Mon coup de cœur de Cannes, tout simplement. Un film sublime, poétique, rock’n’roll et hilarant, un vent d’air frais. A partir du mythe rebattu des vampires, Jim Jarmusch livre un métrage euphorisant qui explore les possibilités de la vie éternelle et met en scène un couple iconique : lui est un musicien surdoué qui reste dans l’ombre, elle est une intellectuelle amoureuse des écrits de l’humanité qu’elle choisit avec minutie avant de partir en voyage. Tom Hiddleston et Tilda Swinton incarnent ces personnages pop et romanesques avec un naturel bluffant, soutenus par une distribution hors pair (John Hurt, Mia Wasikowska). L’ambiance de Only Lovers Left Alive n’est pas sans rappeler le chef d’œuvre de la bande dessinée Sandman de Neil Gaiman où des êtres éternels fréquentaient les mortels à travers les âges : on trouve au cœur du film le même fantastique teinté d’ordinaire et la même profonde humanité.

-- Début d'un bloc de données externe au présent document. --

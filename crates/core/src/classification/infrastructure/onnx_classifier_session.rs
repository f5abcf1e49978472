//! Shared ONNX Runtime plumbing for the Caffe-derived age and gender
//! GoogLeNet models.
//!
//! Both models take a `[1, 3, H, W]` BGR tensor with per-channel mean
//! subtraction and emit one score per class.
use std::path::Path;
use std::sync::atomic::{AtomicUsize, Ordering};
use std::sync::Mutex;

use crate::shared::error::ClassificationError;
use crate::shared::frame::Frame;

/// Fallback input resolution when the model doesn't specify dimensions.
const DEFAULT_INPUT_SIZE: usize = 224;

/// Per-channel means in B, G, R order.
const BGR_MEAN: [f32; 3] = [104.0, 117.0, 123.0];

/// Return the preferred ONNX execution providers for the current platform.
///
/// Falls back to CPU if the platform-specific provider is unavailable.
fn preferred_execution_providers() -> Vec<ort::execution_providers::ExecutionProviderDispatch> {
    #[cfg(target_os = "macos")]
    {
        vec![ort::execution_providers::CoreMLExecutionProvider::default().build()]
    }
    #[cfg(target_os = "windows")]
    {
        vec![ort::execution_providers::DirectMLExecutionProvider::default().build()]
    }
    #[cfg(not(any(target_os = "macos", target_os = "windows")))]
    {
        vec![]
    }
}

/// Sessions that can each serve one inference at a time.
///
/// A caller takes the first free slot, starting from a rotating index, and
/// only blocks when every slot is busy.
pub(crate) struct SessionPool<T> {
    slots: Vec<Mutex<T>>,
    next: AtomicUsize,
}

impl<T> SessionPool<T> {
    pub(crate) fn new(sessions: Vec<T>) -> Self {
        Self {
            slots: sessions.into_iter().map(Mutex::new).collect(),
            next: AtomicUsize::new(0),
        }
    }

    pub(crate) fn len(&self) -> usize {
        self.slots.len()
    }

    pub(crate) fn with<R>(&self, f: impl FnOnce(&mut T) -> R) -> Result<R, ClassificationError> {
        let n = self.slots.len();
        if n == 0 {
            return Err(ClassificationError::Inference("no model sessions loaded".into()));
        }
        let start = self.next.fetch_add(1, Ordering::Relaxed);
        for i in 0..n {
            if let Ok(mut session) = self.slots[(start + i) % n].try_lock() {
                return Ok(f(&mut session));
            }
        }
        let mut session = self.slots[start % n]
            .lock()
            .map_err(|e| ClassificationError::Inference(format!("Lock poisoned: {e}")))?;
        Ok(f(&mut session))
    }
}

/// A classification model loaded into one or more ONNX Runtime sessions.
///
/// `run` needs `&mut Session`, so each session serves one face at a time.
/// Loading as many sessions as there are classification workers lets faces
/// of the same frame run in parallel, at the cost of one model copy each.
pub struct OnnxClassifierSession {
    sessions: SessionPool<ort::session::Session>,
    input_size: usize,
}

impl OnnxClassifierSession {
    pub fn new(model_path: &Path) -> Result<Self, Box<dyn std::error::Error>> {
        Self::with_sessions(model_path, 1)
    }

    pub fn with_sessions(model_path: &Path, count: usize) -> Result<Self, Box<dyn std::error::Error>> {
        let sessions = (0..count.max(1))
            .map(|_| build_session(model_path))
            .collect::<Result<Vec<_>, _>>()?;

        // NCHW: [1, 3, H, W]
        let input_size = sessions[0]
            .inputs()
            .first()
            .and_then(|input| {
                if let ort::value::ValueType::Tensor { ref shape, .. } = input.dtype() {
                    if shape.len() >= 4 && shape[2] > 0 {
                        Some(shape[2] as usize)
                    } else {
                        None
                    }
                } else {
                    None
                }
            })
            .unwrap_or(DEFAULT_INPUT_SIZE);

        let sessions = SessionPool::new(sessions);
        log::info!(
            "Loaded classifier {} ({}x{} input, {} session(s))",
            model_path.display(),
            input_size,
            input_size,
            sessions.len()
        );

        Ok(Self { sessions, input_size })
    }

    /// Runs the model on one face crop and returns its raw class scores.
    pub fn scores(&self, face: &Frame) -> Result<Vec<f32>, ClassificationError> {
        let tensor = preprocess(face, self.input_size)?;
        let input_value = ort::value::Tensor::from_array(tensor)
            .map_err(|e| ClassificationError::Inference(e.to_string()))?;

        self.sessions.with(|session| -> Result<Vec<f32>, ClassificationError> {
            let outputs = session
                .run(ort::inputs![input_value])
                .map_err(|e| ClassificationError::Inference(e.to_string()))?;
            if outputs.len() == 0 {
                return Err(ClassificationError::Inference(
                    "model produced no outputs".into(),
                ));
            }
            let scores = outputs[0]
                .try_extract_array::<f32>()
                .map_err(|e| ClassificationError::Inference(e.to_string()))?;
            Ok(scores.iter().copied().collect())
        })?
    }
}

fn build_session(model_path: &Path) -> Result<ort::session::Session, Box<dyn std::error::Error>> {
    Ok(ort::session::Session::builder()?
        .with_optimization_level(ort::session::builder::GraphOptimizationLevel::Level3)?
        .with_inter_threads(1)?
        .with_execution_providers(preferred_execution_providers())?
        .commit_from_file(model_path)?)
}

/// Nearest-neighbour resize to `size` x `size`, BGR mean-subtracted, NCHW.
pub(crate) fn preprocess(
    face: &Frame,
    size: usize,
) -> Result<ndarray::Array4<f32>, ClassificationError> {
    if face.is_empty() {
        return Err(ClassificationError::EmptyCrop);
    }
    let src_w = face.width() as usize;
    let src_h = face.height() as usize;
    let channels = face.channels() as usize;
    if !matches!(channels, 1 | 3 | 4) {
        return Err(ClassificationError::Inference(format!(
            "unsupported crop layout: {channels} channels"
        )));
    }
    let data = face.data();

    let mut tensor = ndarray::Array4::<f32>::zeros((1, 3, size, size));
    for y in 0..size {
        let src_y = (((y as f64 + 0.5) * src_h as f64 / size as f64) as usize).min(src_h - 1);
        for x in 0..size {
            let src_x = (((x as f64 + 0.5) * src_w as f64 / size as f64) as usize).min(src_w - 1);
            let offset = (src_y * src_w + src_x) * channels;
            let (r, g, b) = if channels == 1 {
                (data[offset], data[offset], data[offset])
            } else {
                (data[offset], data[offset + 1], data[offset + 2])
            };
            tensor[[0, 0, y, x]] = b as f32 - BGR_MEAN[0];
            tensor[[0, 1, y, x]] = g as f32 - BGR_MEAN[1];
            tensor[[0, 2, y, x]] = r as f32 - BGR_MEAN[2];
        }
    }
    Ok(tensor)
}

/// Index of the highest score. Ties go to the lowest index.
pub(crate) fn argmax(scores: &[f32]) -> Option<usize> {
    scores
        .iter()
        .enumerate()
        .fold(None, |best: Option<(usize, f32)>, (i, &s)| match best {
            Some((_, b)) if b >= s => best,
            _ => Some((i, s)),
        })
        .map(|(i, _)| i)
}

Il y a une nostalgie poignante au cœur du film de Jarmusch qui évoque le caractère éphémère du monde, la dégradation inéluctable qui est l’œuvre du temps (comme lors de l’exploration d’un Detroit à la gloire disparue), mais il y a aussi cet espoir de partir à la recherche de la beauté et de la trouver. Si l’on ajoute à cela une photographie d’une élégance renversante, une bande originale extraordinaire et une mise en scène minimaliste et précise, on a là le grand oublié de Cannes.


Inside Llewyn Davis


On se demande ce qui a bien pu motiver le jury à accorder le Grand Prix du festival au dernier opus des frères Coen. Rien que la présence du film en sélection officielle relève d’une imposture, tant les Coen semblent n’avoir rien à dire de nouveau. Pour Inside Lelewyn Davis ils se contentent d’aligner les scènes sans développer aucun des fils narratifs qu’ils mettent en place. Aucune surprise, aucune vitalité, aucune réelle envie de cinéma ne se dégage de l’ensemble. Qu’apporte de  neuf ce énième portrait d’un héros ordinaire, magnifique « loser », si on le compare aux grands films que sont Barton Fink, The Big Lebowski et A Serious Man ? Premièrement : les parties musicales vecteurs d’émotions dans le récit, seul élément qui vient timidement relancer l’intérêt, mais d’une efficacité bien trop ponctuelle. Deuxièmement : un chat qui faisait réagir une bonne partie de la salle d’un rire attendri. Quand je vous disais que les Coen n’avaient rien à dire, ils sont tombés au niveau des vidéos de chats sur internet.


La vie d’Adèle


Un grand film et une palme d’or largement méritée. Pourtant le début du film de Kechiche était loin de me convaincre, entre scènes de classe avec un parfum de déjà-vu (on pense à L’esquive du même auteur mais aussi  à Entre les murs de Laurent Cantet, palme de 2008) et déjeuner en famille interminable. Les fragments quotidiens se succèdent, sans qu’on comprenne bien leur nécessité narrative (comme ses plans sur Adèle endormie). Et puis peu à peu on se laisse gagner par une histoire ordinaire mais qu’on a l’impression de voir pour la première fois ; et soudain l’émotion prend par surprise, submerge. Et le film se termine sans qu’on ait vu passer les trois heures.  Comme il l’a si bien dit en recevant la palme, Abdelatif Kechiche travaille en prenant son temps, et son film pourrait être comparé au travail des pointillistes, à la recherche des détails qui donneront forme à un tout transcendant. Adèle Exarchopoulos et Léa Seydoux sont extraordinaires de justesse, mais elles sont aussi dirigées de main de maître par un cinéaste qui parvient à parler à notre vécu : rarement on aura vu les affres du désir et de l’amour décrits avec une telle finesse et une telle intensité. Un film bouleversant et essentiel.


Tel père tel fils


Après le touchant I wish : nos vœux secrets qui mettait en scène la séparation d’enfants suite au divorce de leurs parents, Hirokazu Kore-Eda poursuit avec Tel père tel fils l’exploration de la crise familiale au Japon à travers un récit d’enfants échangés à la naissance. La douceur mélancolique du précédent film laisse place ici à une critique sociale plus acide : le récit dresse le tableau frappant d’une bourgeoisie japonaise obnubilée par la réussite qui tyrannise et délaisse ses enfants malgré elle, et des tensions de classe palpables qui se révèleront à la source du drame. Plus dur et moins aimable que I wish ou Still Walking, Tel père tel fils témoigne malgré tout au final du bel humanisme et de la générosité d’un artiste précieux, salué par un Prix du jury mérité.